La primera consistía en generar movimientos oculares espontáneos, es decir, seguir con los ojos, sin mover la cabeza, el dedo índice de la doctora. Luego, hizo que mi madre caminara en línea recta de un extremo a otro del consultorio. Después, la sentó, le pidió que cerrara los ojos, rozó por su mejilla un cotonete y un alfiler, sucesivamente, y le preguntó cuál de los dos había tocado su piel primero.

Mi madre acertó. El alfiler.

La doctora repitió el ejercicio y mi madre empezó a confundir la sensación de los objetos, lo cual parecía ser causado por un problema más grave, que tenía que ver con el cerebro y la pérdida de la sensibilidad. Me alarmé. Pero conforme fueron sucediendo las pruebas, supe que era muy fácil confundirse.

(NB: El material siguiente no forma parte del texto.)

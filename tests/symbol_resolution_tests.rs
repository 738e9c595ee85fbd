//! Symbol resolution tests
//!
//! Exercises the chromosome/symbol lookup builder through the public API
//! with scenarios around precedence, ambiguity, and the table-wide
//! uniqueness invariant.

use genetab::{build_symbol_map, GeneRecord, SymbolLookupEntry};
use std::collections::HashSet;

fn gene(
    id: u64,
    chromosome: Option<&str>,
    symbol: Option<&str>,
    synonyms: Option<&str>,
) -> GeneRecord {
    GeneRecord {
        entrez_gene_id: id,
        symbol: symbol.map(str::to_string),
        description: None,
        chromosome: chromosome.map(str::to_string),
        gene_type: None,
        synonyms: synonyms.map(str::to_string),
        aliases: None,
        xrefs: None,
    }
}

fn lookup<'a>(
    entries: &'a [SymbolLookupEntry],
    symbol: &str,
    chromosome: &str,
) -> Option<&'a SymbolLookupEntry> {
    entries
        .iter()
        .find(|e| e.symbol == symbol && e.chromosome == chromosome)
}

#[test]
fn test_primary_precedence_over_colliding_synonym() {
    let records = vec![
        gene(1, Some("1"), Some("TP53"), Some("P53")),
        gene(2, Some("1"), Some("P53"), None),
    ];

    let entries = build_symbol_map(&records);
    assert_eq!(lookup(&entries, "P53", "1").unwrap().entrez_gene_id, 2);
    assert_eq!(lookup(&entries, "TP53", "1").unwrap().entrez_gene_id, 1);
    assert_eq!(
        entries
            .iter()
            .filter(|e| e.symbol == "P53" && e.chromosome == "1")
            .count(),
        1
    );
}

#[test]
fn test_shared_synonym_resolves_to_neither_gene() {
    let records = vec![
        gene(10, Some("2"), Some("GENEA"), Some("X|XA")),
        gene(11, Some("2"), Some("GENEB"), Some("X|XB")),
    ];

    let entries = build_symbol_map(&records);
    assert!(lookup(&entries, "X", "2").is_none());
    assert_eq!(lookup(&entries, "XA", "2").unwrap().entrez_gene_id, 10);
    assert_eq!(lookup(&entries, "XB", "2").unwrap().entrez_gene_id, 11);
}

#[test]
fn test_synonym_ambiguity_is_per_chromosome() {
    // The same synonym on different chromosomes stays resolvable.
    let records = vec![
        gene(20, Some("3"), Some("GENEC"), Some("TWIN")),
        gene(21, Some("4"), Some("GENED"), Some("TWIN")),
    ];

    let entries = build_symbol_map(&records);
    assert_eq!(lookup(&entries, "TWIN", "3").unwrap().entrez_gene_id, 20);
    assert_eq!(lookup(&entries, "TWIN", "4").unwrap().entrez_gene_id, 21);
}

#[test]
fn test_multi_chromosome_gene_keeps_combined_key() {
    let records = vec![gene(30, Some("X|Y"), Some("CSF2RA"), Some("CD116"))];

    let entries = build_symbol_map(&records);
    for chromosome in ["X", "Y", "X|Y"] {
        assert_eq!(
            lookup(&entries, "CSF2RA", chromosome).unwrap().entrez_gene_id,
            30
        );
        assert_eq!(
            lookup(&entries, "CD116", chromosome).unwrap().entrez_gene_id,
            30
        );
    }
}

#[test]
fn test_approved_symbol_duplicated_across_chromosomes() {
    // Same approved symbol on different chromosomes: both keys resolve,
    // each to its own gene.
    let records = vec![
        gene(40, Some("5"), Some("DUPSYM"), None),
        gene(41, Some("6"), Some("DUPSYM"), None),
    ];

    let entries = build_symbol_map(&records);
    assert_eq!(lookup(&entries, "DUPSYM", "5").unwrap().entrez_gene_id, 40);
    assert_eq!(lookup(&entries, "DUPSYM", "6").unwrap().entrez_gene_id, 41);
}

#[test]
fn test_uniqueness_invariant_over_mixed_records() {
    // A patterned fixture with overlapping symbols, synonyms, and
    // multi-chromosome annotations.
    let mut records = Vec::new();
    for i in 0..50u64 {
        let chromosome = match i % 4 {
            0 => "1".to_string(),
            1 => "2".to_string(),
            2 => "1|2".to_string(),
            _ => "X".to_string(),
        };
        let symbol = format!("GENE{}", i);
        // Every third gene shares a synonym with its neighbor.
        let synonyms = if i % 3 == 0 {
            format!("ALT{}|COMMON{}", i, i / 2)
        } else {
            format!("ALT{}", i)
        };
        records.push(gene(
            1000 + i,
            Some(&chromosome),
            Some(&symbol),
            Some(&synonyms),
        ));
    }

    let entries = build_symbol_map(&records);

    let mut seen = HashSet::new();
    for entry in &entries {
        assert!(
            seen.insert((entry.symbol.clone(), entry.chromosome.clone())),
            "duplicate key ({}, {})",
            entry.symbol,
            entry.chromosome
        );
    }

    // Every approved symbol still resolves on each of its chromosomes.
    for (i, record) in records.iter().enumerate() {
        let symbol = record.symbol.as_deref().unwrap();
        for chromosome in record.chromosome.as_deref().unwrap().split('|') {
            assert!(
                lookup(&entries, symbol, chromosome).is_some(),
                "approved symbol {} missing on chromosome {} (record {})",
                symbol,
                chromosome,
                i
            );
        }
    }
}

#[test]
fn test_output_sorted_by_symbol_then_chromosome() {
    let records = vec![
        gene(1, Some("2|1"), Some("ZZZ"), Some("MMM")),
        gene(2, Some("7"), Some("AAA"), None),
    ];

    let entries = build_symbol_map(&records);
    let keys: Vec<(String, String)> = entries
        .iter()
        .map(|e| (e.symbol.clone(), e.chromosome.clone()))
        .collect();
    let mut sorted = keys.clone();
    sorted.sort();
    assert_eq!(keys, sorted);
}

El vértigo no se hizo presente.

Al final, un poco desconcertada, la doctora le pidió a mi madre que se sentara en un sillón. Bajó el respaldo hasta quedar en posición horizontal. Le explicó cuáles eran los tipos de vértigo más comunes y las razones. Aunque no pudo comprobarlo, la doctora dijo que probablemente lo que padecía mi madre era vértigo postural y que, para curarse, debía acomodar unas pequeñísimas calcificaciones cristalinas (unas piedritas, aclaró) que están en el oído y que, cuando se salen de su sitio –en palabras de Elisa–: “Comienzan a correr por ahí, como un balín metálico perdido en un juego de destreza”, generando la pérdida del equilibrio.

Entonces le ordenó a mi madre: “Mire a su derecha y deje caer el cuerpo hacia atrás lo más rápido que pueda; trate de que su cabeza quede colgando en el borde”. Y enfatizó: “No cierre los ojos”. Mi madre obedeció y repitió la maniobra unas tres veces.

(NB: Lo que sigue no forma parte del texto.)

//! Chromosome/symbol lookup table.
//!
//! Resolves a gene to its Entrez identifier when all that is known is a
//! symbol and a chromosome. Every approved symbol maps; a synonym maps only
//! when it is unambiguous within its chromosome, and an approved symbol
//! always beats a synonym colliding with it on the same chromosome.

use std::collections::{HashMap, HashSet};
use std::path::Path;

use crate::expand::expand_rows;
use crate::tables::genes::GeneRecord;
use crate::tables::VALUE_SEPARATOR;
use crate::tsv;
use crate::Result;

/// Output file name of the chromosome/symbol lookup table.
pub const SYMBOL_MAP_FILE: &str = "chromosome-symbol-mapper.tsv";

/// Output columns of the chromosome/symbol lookup table.
pub const SYMBOL_MAP_COLUMNS: [&str; 3] = ["symbol", "chromosome", "entrez_gene_id"];

/// One resolved (symbol, chromosome) → Entrez identifier entry.
///
/// The (symbol, chromosome) pair is unique across the table; a single
/// identifier may appear under several pairs.
#[derive(Debug, Clone, PartialEq, Eq)]
pub struct SymbolLookupEntry {
    pub symbol: String,
    pub chromosome: String,
    pub entrez_gene_id: u64,
}

/// Candidate row while symbol and chromosome may still hold `|`-delimited
/// value lists.
#[derive(Debug, Clone)]
struct Candidate {
    entrez_gene_id: u64,
    chromosome: Option<String>,
    symbol: Option<String>,
}

/// Build the chromosome/symbol lookup table from the gene catalog.
///
/// Primary candidates carry each gene's approved symbol; synonym candidates
/// carry one row per synonym. Both are expanded per chromosome, with the
/// combined multi-chromosome string kept as a literal key of its own so
/// lookups using the exact source value still resolve. Synonym pairs that
/// occur more than once within a chromosome are dropped entirely, then
/// primary candidates take precedence on any remaining collision.
pub fn build_symbol_map(records: &[GeneRecord]) -> Vec<SymbolLookupEntry> {
    let primary = expand_chromosomes(
        records
            .iter()
            .map(|r| Candidate {
                entrez_gene_id: r.entrez_gene_id,
                chromosome: r.chromosome.clone(),
                symbol: r.symbol.clone(),
            })
            .collect(),
    );

    let synonyms = expand_rows(
        records
            .iter()
            .map(|r| Candidate {
                entrez_gene_id: r.entrez_gene_id,
                chromosome: r.chromosome.clone(),
                symbol: r.synonyms.clone(),
            })
            .collect(),
        |c: &Candidate| c.symbol.as_deref(),
        |c, v| c.symbol = Some(v),
        VALUE_SEPARATOR,
        false,
    );
    let synonyms = drop_ambiguous(expand_chromosomes(synonyms));

    // Primary first: on a (chromosome, symbol) collision the approved
    // symbol wins. First occurrence wins within each group as well, so the
    // traversal order, not set semantics, decides every tie.
    let mut seen: HashSet<(String, String)> = HashSet::new();
    let mut entries = Vec::new();
    for candidate in primary.into_iter().chain(synonyms) {
        let (Some(chromosome), Some(symbol)) = (candidate.chromosome, candidate.symbol) else {
            continue;
        };
        if seen.insert((chromosome.clone(), symbol.clone())) {
            entries.push(SymbolLookupEntry {
                symbol,
                chromosome,
                entrez_gene_id: candidate.entrez_gene_id,
            });
        }
    }

    entries.sort_by(|a, b| {
        a.symbol
            .cmp(&b.symbol)
            .then_with(|| a.chromosome.cmp(&b.chromosome))
    });
    entries
}

/// Write the chromosome/symbol lookup table.
pub fn write_symbol_map(entries: &[SymbolLookupEntry], path: &Path) -> Result<()> {
    tsv::write_table(
        path,
        &SYMBOL_MAP_COLUMNS,
        entries.iter().map(|e| {
            vec![
                e.symbol.clone(),
                e.chromosome.clone(),
                e.entrez_gene_id.to_string(),
            ]
        }),
    )
}

/// One row per chromosome, keeping the combined multi-chromosome value as
/// an additional literal key.
fn expand_chromosomes(candidates: Vec<Candidate>) -> Vec<Candidate> {
    expand_rows(
        candidates,
        |c: &Candidate| c.chromosome.as_deref(),
        |c, v| c.chromosome = Some(v),
        VALUE_SEPARATOR,
        true,
    )
}

/// Remove every (chromosome, symbol) pair occurring on more than one row.
///
/// All rows sharing the pair go, including duplicates contributed by a
/// single gene; the source does not distinguish those from genuinely
/// ambiguous synonyms.
fn drop_ambiguous(candidates: Vec<Candidate>) -> Vec<Candidate> {
    let mut counts: HashMap<(&str, &str), usize> = HashMap::new();
    for candidate in &candidates {
        if let (Some(chromosome), Some(symbol)) = (&candidate.chromosome, &candidate.symbol) {
            *counts
                .entry((chromosome.as_str(), symbol.as_str()))
                .or_insert(0) += 1;
        }
    }

    let unique: HashSet<(String, String)> = counts
        .into_iter()
        .filter(|(_, count)| *count == 1)
        .map(|((chromosome, symbol), _)| (chromosome.to_string(), symbol.to_string()))
        .collect();

    candidates
        .into_iter()
        .filter(|c| match (&c.chromosome, &c.symbol) {
            (Some(chromosome), Some(symbol)) => {
                unique.contains(&(chromosome.clone(), symbol.clone()))
            }
            _ => false,
        })
        .collect()
}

Debo aceptar que mi actitud fue de total incredulidad. ¿Cómo una acción tan insignificante podía solucionar su problema? Posteriormente, la doctora comentó que si no disminuía el vértigo, mi madre tendría que hacerse exámenes de audiometría, que eran algo costosos.

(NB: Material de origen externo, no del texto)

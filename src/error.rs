//! Error types for genetab
//!
//! Transform failures are fatal and propagate: a missing required column or
//! an unreadable source file aborts the stage before any output is written.
//! Rows with missing key fields are data cleaning, not errors, and are
//! filtered silently by the builders.

use thiserror::Error;

/// Main error type for genetab operations
#[derive(Error, Debug)]
pub enum GenetabError {
    /// IO error (for file operations)
    #[error("IO error: {msg}")]
    Io { msg: String },

    /// JSON serialization or parsing error (version manifest)
    #[error("JSON error: {msg}")]
    Json { msg: String },

    /// A required source column is absent from a header row
    #[error("Required column '{column}' not found in {path}")]
    MissingColumn { column: String, path: String },

    /// A key field failed integer parsing
    #[error("Invalid integer '{value}' in column '{column}' of {path}")]
    InvalidInteger {
        column: String,
        value: String,
        path: String,
    },

    /// A source file could not be retrieved
    #[error("Download failed for {url}: {msg}")]
    Download { url: String, msg: String },
}

impl From<std::io::Error> for GenetabError {
    fn from(err: std::io::Error) -> Self {
        GenetabError::Io {
            msg: err.to_string(),
        }
    }
}

impl From<serde_json::Error> for GenetabError {
    fn from(err: serde_json::Error) -> Self {
        GenetabError::Json {
            msg: err.to_string(),
        }
    }
}

#[cfg(test)]
mod tests {
    use super::*;

    #[test]
    fn test_missing_column_display() {
        let err = GenetabError::MissingColumn {
            column: "GeneID".to_string(),
            path: "download/Homo_sapiens.gene_info.gz".to_string(),
        };
        let display = format!("{}", err);
        assert!(display.contains("GeneID"));
        assert!(display.contains("gene_info"));
    }

    #[test]
    fn test_invalid_integer_display() {
        let err = GenetabError::InvalidInteger {
            column: "GeneID".to_string(),
            value: "not-a-number".to_string(),
            path: "genes.tsv".to_string(),
        };
        let display = format!("{}", err);
        assert!(display.contains("not-a-number"));
        assert!(display.contains("GeneID"));
    }

    #[test]
    fn test_from_io_error() {
        let io_err = std::io::Error::new(std::io::ErrorKind::NotFound, "file not found");
        let err: GenetabError = io_err.into();
        assert!(matches!(err, GenetabError::Io { .. }));
        assert!(err.to_string().contains("not found"));
    }

    #[test]
    fn test_from_json_error() {
        let json_err = serde_json::from_str::<serde_json::Value>("{bad").unwrap_err();
        let err: GenetabError = json_err.into();
        assert!(matches!(err, GenetabError::Json { .. }));
    }
}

De manera increíble, mi madre retomó sus actividades a los pocos días de aquella visita; los mareos y los dolores no volvieron a aparecer. Había sido testigo de un milagro. Sin embargo, nunca supe si fueron los movimientos bruscos los que la curaron, o el hecho de saber que iba a gastar en su salud más de lo que creía conveniente.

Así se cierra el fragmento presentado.